The herbaria of the 19th century: when botany becomes art and living memory

by Clarisse:)

In the 19th century, the passion for plants went beyond gardens. Throughout Europe, a real obsession is established: that of documenting, classifying and preserving the plant world. It is the golden age of herbaria, those collections of dried and hand-fixed plants that hold both scientific knowledge and work of art.

Today, at Dirty Roots Berlin, it is fascinating to see how these careful, patient, respectful gestures of the past are still present in our way of thinking about plants, objects and our relationship with nature.

The herbarium: a science in your hands

The making of a herbarium is first and foremost a matter of science. In the 1800s, botany evolved into a discipline. Carl von Linné, a century earlier, already laid the foundations for modern classification. The great explorations bring in thousands of new plants in Europe. To identify them, study them, transmit them we begin to dry them, paste them, annotate them.

Each specimen is named, dated, located. Botanists, both amateurs and professionals, also become archivists.

The herbarium is both a manual database, a map of the plant world, and a trace of life. Even today, ancient grasslands are used to understand the evolution of ecosystems or climates: where a plant grew, when and under what conditions.

Unlike other sciences of the nineteenth century, botany has the particularity of having been widely accessible to women at a time when university was still forbidden. Women like Anna Atkins, Marianne North and hundreds of anonymous botanists have created their own herbaria, often of exceptional quality.
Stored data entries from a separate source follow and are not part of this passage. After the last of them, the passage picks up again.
use std::collections::BTreeMap;

use tracing::debug;

use crate::error::{ProcessingError, Result};
use crate::models::{GlobalYearlyAverage, YearlyCountryAverage};
use crate::processors::enricher::YearObservation;

/// Running statistics over the values fed to one group.
#[derive(Debug, Clone)]
pub struct StatAccumulator {
    count: u64,
    sum: f64,
    min: f64,
    max: f64,
}

impl StatAccumulator {
    pub fn new() -> Self {
        Self {
            count: 0,
            sum: 0.0,
            min: f64::INFINITY,
            max: f64::NEG_INFINITY,
        }
    }

    pub fn add(&mut self, value: f64) {
        self.count += 1;
        self.sum += value;
        self.min = self.min.min(value);
        self.max = self.max.max(value);
    }

    pub fn count(&self) -> u64 {
        self.count
    }

    /// Arithmetic mean, `None` for an empty accumulator.
    pub fn mean(&self) -> Option<f64> {
        (self.count > 0).then(|| self.sum / self.count as f64)
    }

    pub fn min(&self) -> Option<f64> {
        (self.count > 0).then_some(self.min)
    }

    pub fn max(&self) -> Option<f64> {
        (self.count > 0).then_some(self.max)
    }
}

impl Default for StatAccumulator {
    fn default() -> Self {
        Self::new()
    }
}

/// Mean temperature per (country, year) group, ascending by key.
///
/// The BTreeMap keyed by the group tuple makes the partition explicit and
/// the output order reproducible across runs.
pub fn yearly_country_averages(observations: &[YearObservation]) -> Vec<YearlyCountryAverage> {
    let mut groups: BTreeMap<(String, i32), StatAccumulator> = BTreeMap::new();

    for observation in observations {
        groups
            .entry((observation.country.clone(), observation.year))
            .or_default()
            .add(observation.temperature);
    }

    debug!(groups = groups.len(), "aggregated country/year groups");

    groups
        .into_iter()
        .filter_map(|((country, year), stats)| {
            stats.mean().map(|temperature| YearlyCountryAverage {
                country,
                year,
                temperature,
            })
        })
        .collect()
}

/// Global mean temperature and mean uncertainty per year, ascending by year,
/// with uncertainty bounds attached.
///
/// The uncertainty mean is taken over the observations that carry one. A
/// year in which no surviving observation has an uncertainty value cannot
/// produce bounds and is reported as missing data.
pub fn global_yearly_averages(observations: &[YearObservation]) -> Result<Vec<GlobalYearlyAverage>> {
    let mut groups: BTreeMap<i32, (StatAccumulator, StatAccumulator)> = BTreeMap::new();

    for observation in observations {
        let (temperatures, uncertainties) = groups.entry(observation.year).or_default();
        temperatures.add(observation.temperature);
        if let Some(uncertainty) = observation.uncertainty {
            uncertainties.add(uncertainty);
        }
    }

    debug!(groups = groups.len(), "aggregated global yearly groups");

    let mut averages = Vec::with_capacity(groups.len());
    for (year, (temperatures, uncertainties)) in groups {
        let temperature = match temperatures.mean() {
            Some(mean) => mean,
            None => continue,
        };
        let uncertainty = uncertainties.mean().ok_or_else(|| {
            ProcessingError::MissingData(format!("no uncertainty values for year {}", year))
        })?;
        averages.push(GlobalYearlyAverage::new(year, temperature, uncertainty));
    }

    Ok(averages)
}
/// Source dataset column names
pub const COUNTRY_COLUMN: &str = "Country";
pub const DATE_COLUMN: &str = "dt";
pub const TEMPERATURE_COLUMN: &str = "AverageTemperature";
pub const UNCERTAINTY_COLUMN: &str = "AverageTemperatureUncertainty";

/// Date format used by the dataset
pub const DATE_FORMAT: &str = "%Y-%m-%d";

/// File names
pub const DEFAULT_INPUT_FILE: &str = "GlobalLandTemperaturesByCountry.csv";
pub const COUNTRY_YEARLY_FILE: &str = "YearlyAverageTemperaturesByCountry.csv";
pub const GLOBAL_YEARLY_FILE: &str = "GlobalYearlyAverageTemperatures.csv";

/// Number of aggregate rows echoed to stdout after a write
pub const HEAD_ROWS: usize = 5;
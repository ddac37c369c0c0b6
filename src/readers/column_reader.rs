use std::fs::File;
use std::path::Path;

use tracing::debug;

use crate::error::{ProcessingError, Result};

/// Reads a single numeric column out of an arbitrary delimited file,
/// located by header name. Empty and non-finite cells are treated as
/// missing values.
pub struct ColumnReader {
    column: String,
}

impl ColumnReader {
    pub fn new(column: &str) -> Self {
        Self {
            column: column.to_string(),
        }
    }

    pub fn read_column(&self, path: &Path) -> Result<Vec<Option<f64>>> {
        let file = File::open(path).map_err(|source| ProcessingError::FileRead {
            path: path.to_path_buf(),
            source,
        })?;
        let mut reader = csv::Reader::from_reader(file);

        let index = reader
            .headers()?
            .iter()
            .position(|header| header == self.column)
            .ok_or_else(|| ProcessingError::MissingColumn {
                column: self.column.clone(),
                path: path.to_path_buf(),
            })?;

        let mut values = Vec::new();
        for row in reader.records() {
            let record = row?;
            let field = record.get(index).map(str::trim).unwrap_or("");

            if field.is_empty() {
                values.push(None);
                continue;
            }

            let value: f64 = field.parse().map_err(|_| {
                ProcessingError::InvalidFormat(format!(
                    "Invalid value '{}' in column '{}'",
                    field, self.column
                ))
            })?;
            values.push(value.is_finite().then_some(value));
        }

        debug!(path = %path.display(), rows = values.len(), column = %self.column, "loaded column");
        Ok(values)
    }
}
Anna Atkins is now recognized as the first female photographer. She published in 1843 Photographs of British Algae: Cyanotype Impressions, an illustrated book exclusively of cyanotypes (photos based on marine plants), combining science, art and botanical aesthetics.

It wasn’t just a collection. These women and men took the time to contemplate, to represent the plant, to understand its shape, its function, its discreet beauty. The herbarium became almost a work of introspection.

Herbalism, care and connection to the living

Another essential facet of the herbarium in the 19th century is its medicinal function. At a time when pharmacological knowledge is still very much linked to the plant world, many herbaria include annotations on the therapeutic virtues of plants.

Lime for insomnia, chamomile for digestive ailments, St. John’s Wort for wounds. Herbalism, often passed on by women, especially in the countryside, remains deeply linked to popular culture.

These herbaria are therefore also memories of care, notebooks of use. It was noted the recipes of herbal teas, decoctions, tips to treat winter pains or children’s fevers.

This very empirical approach, deeply linked to experience, finds today an echo in our growing need to reconnect with the living, to natural, holistic forms of care.

At Dirty Roots: gesture, care, contemplation

What strikes at Dirty Roots Berlin is the quality of the gesture. The care given to each plant, each pot, each combination of textures and shapes recalls the same attention that 19th century collectors paid to their herbaria.

It is a place where the plant is respected, highlighted, where the container is designed to marry the plant, accompany it. Here, it is not about stacking pots on shelves: each object is a tribute to the singularity of nature. We find the same slowness, the same precision, the same desire to create a link between humans and plants.

hand crafted sphere planter, botanical art, concrete indoor planters

By referring to the old meadows, we are not only looking back. We revisit a way of being in the world: attentive, gentle, manual, respectful. This is exactly what Dirty Roots offers us, at the heart of a world saturated with speed and production.

What if we started picking, observing, noting again?

We are not proposing here to become botanists again. But simply to rediscover this ancient pleasure: that of taking the time to observe a leaf, to smell a scent, to understand a form. To pose, like the herbalists and artists of the nineteenth century, in a posture of wonder. Creating a herbarium today, even symbolically, is recreating the link. It is choosing to slow down, contemplate, and perhaps heal a little.

At Dirty Roots, it starts simply: a plant, a pot, a look.